Spoofing is a practice used by traders to manipulate the market by placing large orders and then canceling them before they can be executed. This creates the illusion of demand or supply, which can push prices up or down. Spoofing was made illegal in 2010 when the Dodd-Frank Act was passed, which reformed the financial regulatory system in the US after the financial crisis.
The case against Smith and Nowak began in 2018 when they were arrested and charged with manipulating the precious metals futures market. They were accused of placing large orders for gold, silver, platinum, and palladium futures contracts with no intention of executing them. This created the impression of high demand, which drove up the prices of the metals. The traders then canceled their orders and placed opposite orders, which allowed them to profit from the price movements.

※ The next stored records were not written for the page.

//! Commands, composed edit operations, overlay modes and the editor
//! coordinator.
//!
//! Data flow: external key events enter [`editor::Editor::handle_event`];
//! the active overlay (if any) gets first chance, otherwise the key
//! translates into a [`command::Command`] executed against the active view.
//! Edits raise actions on the buffer; the editor replays each applied
//! action onto every other view of the same buffer before the next event.

pub mod command;
pub mod editops;
pub mod editor;
pub mod overlays;
pub mod providers;

pub use command::{translate_view_key, Command};
pub use editor::Editor;
pub use overlays::Overlay;
pub use providers::{BufferNameAc, FilesystemAc, LocalAc};
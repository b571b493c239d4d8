//! Blocking input producer.
//!
//! A dedicated OS thread blocks on `crossterm::event::read()` and publishes
//! normalized [`Event`]s into the bounded runtime channel via
//! `blocking_send`. The thread touches no editor state; it owns only the
//! terminal input handle. It exits when the consumer side of the channel is
//! dropped or when the terminal driver reports an error (fatal by contract).

use core_events::{Event, KeyCode, KeyEvent, KeyModifiers};
use crossterm::event::{
    Event as CEvent, KeyCode as CKey, KeyEventKind, KeyModifiers as CMods,
};
use tokio::sync::mpsc::Sender;
use tracing::{debug, error};

fn map_mods(m: CMods) -> KeyModifiers {
    let mut out = KeyModifiers::empty();
    if m.contains(CMods::CONTROL) {
        out |= KeyModifiers::CTRL;
    }
    if m.contains(CMods::ALT) {
        out |= KeyModifiers::ALT;
    }
    out
}

fn map_key(code: CKey, mods: CMods) -> Option<KeyEvent> {
    let mods = map_mods(mods);
    let code = match code {
        CKey::Char(c) => KeyCode::Char(c),
        CKey::Enter => KeyCode::Enter,
        CKey::Tab => KeyCode::Tab,
        CKey::Backspace => KeyCode::Backspace,
        CKey::Delete => KeyCode::Delete,
        CKey::Home => KeyCode::Home,
        CKey::End => KeyCode::End,
        CKey::PageUp => KeyCode::PageUp,
        CKey::PageDown => KeyCode::PageDown,
        CKey::Up => KeyCode::Up,
        CKey::Down => KeyCode::Down,
        CKey::Left => KeyCode::Left,
        CKey::Right => KeyCode::Right,
        CKey::F(n) => KeyCode::F(n),
        CKey::Esc => return None, // unbound; overlays use C-g
        _ => return None,
    };
    Some(KeyEvent::new(code, mods))
}

/// Translate one crossterm event. Release/repeat key kinds and unknown keys
/// are dropped.
pub fn translate(ev: CEvent) -> Option<Event> {
    match ev {
        CEvent::Key(k) if k.kind == KeyEventKind::Press => {
            map_key(k.code, k.modifiers).map(Event::Key)
        }
        CEvent::Resize(w, h) => Some(Event::Resize(w, h)),
        _ => None,
    }
}

/// Spawn the producer thread. The returned handle is detachable; the thread
/// stops on channel closure or a driver error.
pub fn spawn_input_thread(tx: Sender<Event>) -> std::thread::JoinHandle<()> {
    std::thread::Builder::new()
        .name("grit-input".into())
        .spawn(move || loop {
            match crossterm::event::read() {
                Ok(ev) => {
                    let Some(ev) = translate(ev) else { continue };
                    if tx.blocking_send(ev).is_err() {
                        debug!(target: "runtime.events", "event channel closed, input thread exiting");
                        return;
                    }
                }
                Err(e) => {
                    // Terminal-driver errors are fatal: drop the sender so the
                    // consumer observes a closed channel and unwinds.
                    error!(target: "runtime.events", ?e, "terminal input error");
                    return;
                }
            }
        })
        .expect("spawning input thread")
}

#[cfg(test)]
mod tests {
    use super::*;
    use crossterm::event::{KeyEvent as CKeyEvent, KeyEventKind, KeyEventState};

    fn press(code: CKey, mods: CMods) -> CEvent {
        CEvent::Key(CKeyEvent {
            code,
            modifiers: mods,
            kind: KeyEventKind::Press,
            state: KeyEventState::NONE,
        })
    }

    #[test]
    fn translates_ctrl_chord() {
        let ev = translate(press(CKey::Char('x'), CMods::CONTROL)).unwrap();
        assert_eq!(ev, Event::Key(KeyEvent::ctrl('x')));
    }

    #[test]
    fn translates_alt_char() {
        let ev = translate(press(CKey::Char('f'), CMods::ALT)).unwrap();
        assert_eq!(ev, Event::Key(KeyEvent::alt('f')));
    }

    #[test]
    fn drops_release_events() {
        let ev = CEvent::Key(CKeyEvent {
            code: CKey::Char('a'),
            modifiers: CMods::NONE,
            kind: KeyEventKind::Release,
            state: KeyEventState::NONE,
        });
        assert!(translate(ev).is_none());
    }

    #[test]
    fn translates_resize() {
        assert_eq!(translate(CEvent::Resize(80, 24)), Some(Event::Resize(80, 24)));
    }
}
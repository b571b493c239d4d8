//! Views and rendering.
//!
//! [`cell`] is the framebuffer vocabulary (cells, grids, rects and the
//! popup placement helper), [`view`] is the buffer observer with the scroll
//! model and the editing primitives, [`autocompl`] the completion session
//! attached to a view.

pub mod autocompl;
pub mod cell;
pub mod view;

pub use autocompl::{AcProposal, AcProvider, AutocomplSession, AC_MAX_FILTERED, AC_UI_MAX_LINES};
pub use cell::{find_place_for_rect, Attrs, Cell, CellGrid, Color, Rect};
pub use view::{
    Broadcast, Dirty, View, ViewTag, HL_BG, HL_FG, HORIZONTAL_THRESHOLD, VERTICAL_THRESHOLD,
};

In addition to spoofing, Smith and Nowak were also accused of commodities fraud, attempted price manipulation, and fraud involving telecommunications. The case was seen as a test of the government's ability to prosecute spoofing cases, which are difficult to prove. The verdict sends a strong message to other traders that spoofing will not be tolerated.
Reaction to the verdict
David Meister, Nowak's lawyer, said in a statement that he was "extremely disappointed" by the verdict. Meister noted that the jury acquitted Nowak of racketeering and conspiracy, but found him guilty of the spoofing charges. Meister plans to appeal the verdict.
The case is part of a wider crackdown on financial crimes by the US government. In recent years, regulators have increased their efforts to combat market manipulation and other financial crimes. The Justice Department has also created a specialized unit to investigate and prosecute spoofing cases.
Implications for the financial industry
The conviction of Smith and Nowak has implications for the financial industry, particularly for traders who engage in spoofing. The verdict sends a clear message that the US government is serious about prosecuting financial crimes and that spoofing will not be tolerated.
The case is also a reminder of the importance of compliance for financial institutions. Banks and other financial firms are required to have robust compliance programs in place to prevent market manipulation and other financial crimes. The JP Morgan case highlights the need for financial institutions to take their compliance obligations seriously.
The conviction of two former JP Morgan traders for spoofing is a significant victory for the US government and a warning to traders who engage in market manipulation. The case highlights the importance of compliance for financial institutions and sends a clear message that financial crimes will not be tolerated. The verdict is likely to lead to increased scrutiny of the financial industry and further crackdowns on market manipulation.